Il est intéressant de constater que la jurisprudence européenne a, en l'espèce, fait office de force régulatrice, invoquée en particulier dans l'avis conjoint du Contrôleur européen de la protection des données (CEPD) et du Comité européen de la protection des données (ECDP) dont les termes sont proches de la résolution adoptée par la Haute assemblée.

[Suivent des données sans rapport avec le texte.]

//! The `Handler` trait and its closure adapter.
use std::future::Future;

use crate::consumer::outcome::ConsumerStatus;
use crate::consumer::reply::Replier;
use crate::message::Message;

/// A dequeued message, ready for processing.
///
/// `Incoming` is the input type of message handlers. It owns the message:
/// each delivery is handed to exactly one handler invocation.
pub struct Incoming {
    pub message: Message,
    /// Publishes responses to the message's `reply-to` address over the
    /// consumer's current channel.
    pub replier: Replier,
    /// The resolved name of the queue the message came from.
    pub queue_name: String,
}

/// Implementers of the `Handler` trait process messages retrieved from a
/// queue.
///
/// # Scope
///
/// `handle` does not get access to the underlying channel. The consumer
/// takes care of acking/nacking the message with the broker according to the
/// returned [`ConsumerStatus`]:
///
/// - `Ok(None)` or `Ok(Some(ConsumerStatus::Ack))` acks the message;
/// - `Ok(Some(ConsumerStatus::Requeue))` nacks it back onto the queue;
/// - `Ok(Some(ConsumerStatus::Drop))` nacks it without requeue;
/// - `Err(_)` requeues or drops depending on the consumer's
///   requeue-on-error setting, and emits an error event.
///
/// # Implementors
///
/// While you can implement `Handler` for a struct or enum, most of the time
/// you will rely on the blanket support for async closures with a matching
/// signature via [`ConsumerBuilder::handler`](crate::ConsumerBuilder::handler).
#[async_trait::async_trait]
pub trait Handler: Send + Sync + 'static {
    async fn handle(&self, incoming: Incoming) -> Result<Option<ConsumerStatus>, anyhow::Error>;
}

/// Implement the [`Handler`] trait for all Boxed handlers.
#[async_trait::async_trait]
impl<H> Handler for Box<H>
where
    H: Handler + ?Sized,
{
    async fn handle(&self, incoming: Incoming) -> Result<Option<ConsumerStatus>, anyhow::Error> {
        H::handle(self, incoming).await
    }
}

/// Wrapper type turning a matching async closure into a [`Handler`].
pub struct ClosureHandler<F>(pub F);

/// Handlers do not have to return `anyhow::Error` directly - any error type
/// convertible into it will do.
#[async_trait::async_trait]
impl<F, Fut, Err> Handler for ClosureHandler<F>
where
    F: Fn(Incoming) -> Fut + Send + Sync + 'static,
    Fut: Future<Output = Result<Option<ConsumerStatus>, Err>> + Send + 'static,
    Err: Into<anyhow::Error> + Send + 'static,
{
    async fn handle(&self, incoming: Incoming) -> Result<Option<ConsumerStatus>, anyhow::Error> {
        (self.0)(incoming).await.map_err(Into::into)
    }
}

Le second exemple porte sur le traitement des données des passagers par les transporteurs aériens (données PNR). Saisie d'une question préjudicielle sur ce traitement, la Cour de justice s'est appuyée80(*) sur ses décisions rendues en matière de données de connexion pour considérer, d'une part, que le principe d'une conservation généralisée pouvait être admis pour autant que l'objectif poursuivi (la lutte contre le terrorisme) concernait une menace pour la sécurité nationale des États et que, d'autre part, le caractère nécessaire et proportionné de l'atteinte portée aux droits reconnus par les articles 7 et 8 de la Charte devait être apprécié en fonction des critères dégagés par elle dans des arrêts relatifs aux métadonnées (à savoir Digital Rights et La Quadrature du Net). Elle s'est donc dans ce cadre posé la question d'un éventuel traitement de ces données aux fins de lutte contre des infractions qui semblent relever non pas de la criminalité grave, mais de la délinquance ordinaire.

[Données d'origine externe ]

//! Inbound and outbound message types.

use amq_protocol_types::{FieldTable, ShortString};

/// The set of AMQP properties associated with a message. Re-exported from
/// `lapin` so users do not need a direct `lapin` dependency to inspect or
/// build them.
pub use lapin::protocol::basic::AMQPProperties;

/// A message delivered by the broker.
///
/// Owned by the consumer's prefetch buffer until dispatched; ownership then
/// transfers to exactly one handler invocation.
#[derive(Debug)]
pub struct Message {
    /// Broker-assigned identifier used in ack/nack calls.
    /// Only valid on the channel that delivered the message.
    pub delivery_tag: u64,
    /// The exchange the message was published to.
    pub exchange: String,
    pub routing_key: String,
    /// `true` if the broker delivered this message before, e.g. after a
    /// requeue.
    pub redelivered: bool,
    pub properties: AMQPProperties,
    pub payload: Vec<u8>,
}

impl Message {
    /// The queue (or routing key) replies should be published to.
    pub fn reply_to(&self) -> Option<&str> {
        self.properties.reply_to().as_ref().map(ShortString::as_str)
    }

    pub fn correlation_id(&self) -> Option<&str> {
        self.properties
            .correlation_id()
            .as_ref()
            .map(ShortString::as_str)
    }
}

impl From<lapin::message::Delivery> for Message {
    fn from(delivery: lapin::message::Delivery) -> Self {
        Self {
            delivery_tag: delivery.delivery_tag,
            exchange: delivery.exchange.as_str().to_owned(),
            routing_key: delivery.routing_key.as_str().to_owned(),
            redelivered: delivery.redelivered,
            properties: delivery.properties,
            payload: delivery.data,
        }
    }
}

/// A message to be published, e.g. as a reply to an incoming message.
#[derive(Debug, Default)]
pub struct OutboundMessage {
    /// The body of the message - as a sequence of bytes.
    pub payload: Vec<u8>,
    /// The name of the exchange to publish to. Empty string is the default
    /// exchange, which routes directly to the queue named by `routing_key`.
    pub exchange: String,
    pub routing_key: String,
    /// AMQP properties attached to the message.
    /// It can be omitted by passing `None`.
    pub properties: Option<AMQPProperties>,
}

impl OutboundMessage {
    pub fn with_payload(mut self, value: Vec<u8>) -> Self {
        self.payload = value;
        self
    }

    pub fn with_exchange(mut self, value: impl Into<String>) -> Self {
        self.exchange = value.into();
        self
    }

    pub fn with_routing_key(mut self, value: impl Into<String>) -> Self {
        self.routing_key = value.into();
        self
    }

    fn props(mut self, f: impl FnOnce(AMQPProperties) -> AMQPProperties) -> Self {
        self.properties = Some(f(self.properties.unwrap_or_default()));
        self
    }

    pub fn with_content_type(self, value: ShortString) -> Self {
        self.props(|p| p.with_content_type(value))
    }

    pub fn with_correlation_id(self, value: ShortString) -> Self {
        self.props(|p| p.with_correlation_id(value))
    }

    pub fn with_reply_to(self, value: ShortString) -> Self {
        self.props(|p| p.with_reply_to(value))
    }

    pub fn with_headers(self, value: FieldTable) -> Self {
        self.props(|p| p.with_headers(value))
    }
}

Plus encore, la jurisprudence a d'ores et déjà eu un impact palpable sur des réglementations européennes définitivement adoptées, et notamment sur le contenu du « paquet » e-evidence, relatif aux preuves numériques. Issus d'une réflexion lancée en 2015 après les dramatiques attentats de Paris traduite par une proposition rendue publique par la Commission en 2017, la directive et le règlement e-evidence ont été définitivement adoptés à l'été 2023 et sont venus inscrire dans le droit probatoire européen des règles étroitement inspirées des différents arrêts des juges de Luxembourg.

Le « paquet » e-evidence

Proposée par la Commission à l'invitation du Parlement et du Conseil en avril 2018, la réglementation e-evidence (ou « preuve électronique »), composée d'un règlement et d'une directive, a été publiée au Journal officiel de l'Union européenne le 28 juillet dernier. Entrée en vigueur le 18 août 2023, elle sera applicable à compter du 18 août 2026.

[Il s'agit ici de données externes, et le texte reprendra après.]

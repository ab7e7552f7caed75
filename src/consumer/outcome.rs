//! Mapping from handler outcomes to wire decisions.

/// What should happen to a delivered message once its handler has settled.
///
/// Each variant maps 1:1 to a wire call: `Ack` → `basic.ack`, `Requeue` →
/// `basic.nack(requeue=true)`, `Drop` → `basic.nack(requeue=false)` (the
/// message goes to the dead-letter exchange if one is configured).
#[derive(Clone, Copy, Debug, PartialEq, Eq)]
pub enum ConsumerStatus {
    Ack,
    Requeue,
    Drop,
}

/// The pure decision function, evaluated exactly once per delivered message
/// after its handler settles.
///
/// A handler that returns no status is treated as a plain success and the
/// message is acked. A handler that fails gets its message requeued, unless
/// requeue-on-error is disabled, in which case the message is dropped.
pub(crate) fn decide(
    outcome: &Result<Option<ConsumerStatus>, anyhow::Error>,
    requeue_on_error: bool,
) -> ConsumerStatus {
    match outcome {
        Ok(Some(status)) => *status,
        Ok(None) => ConsumerStatus::Ack,
        Err(_) if requeue_on_error => ConsumerStatus::Requeue,
        Err(_) => ConsumerStatus::Drop,
    }
}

E-evidence faisait partie des priorités identifiées par la présidence française de l'Union européenne au premier semestre 2022, le Garde des Sceaux s'étant largement investi pour obtenir des avancées sur ce dossier. Le « paquet » e-evidence trouve son origine dans une volonté de rénover le cadre issu de la convention de Budapest de 2001 sur la cybercriminalité : en effet, celui-ci échouait à permettre une coopération judiciaire fluide avec les entreprises américaines du numérique, au premier rang desquelles Twitter, Google et Meta (Facebook, WhatsApp) - notamment pour l'obtention des données de trafic et de contenu détenues par ces dernières et susceptibles d'être requises dans un cadre pénal par un État-membre de l'Union.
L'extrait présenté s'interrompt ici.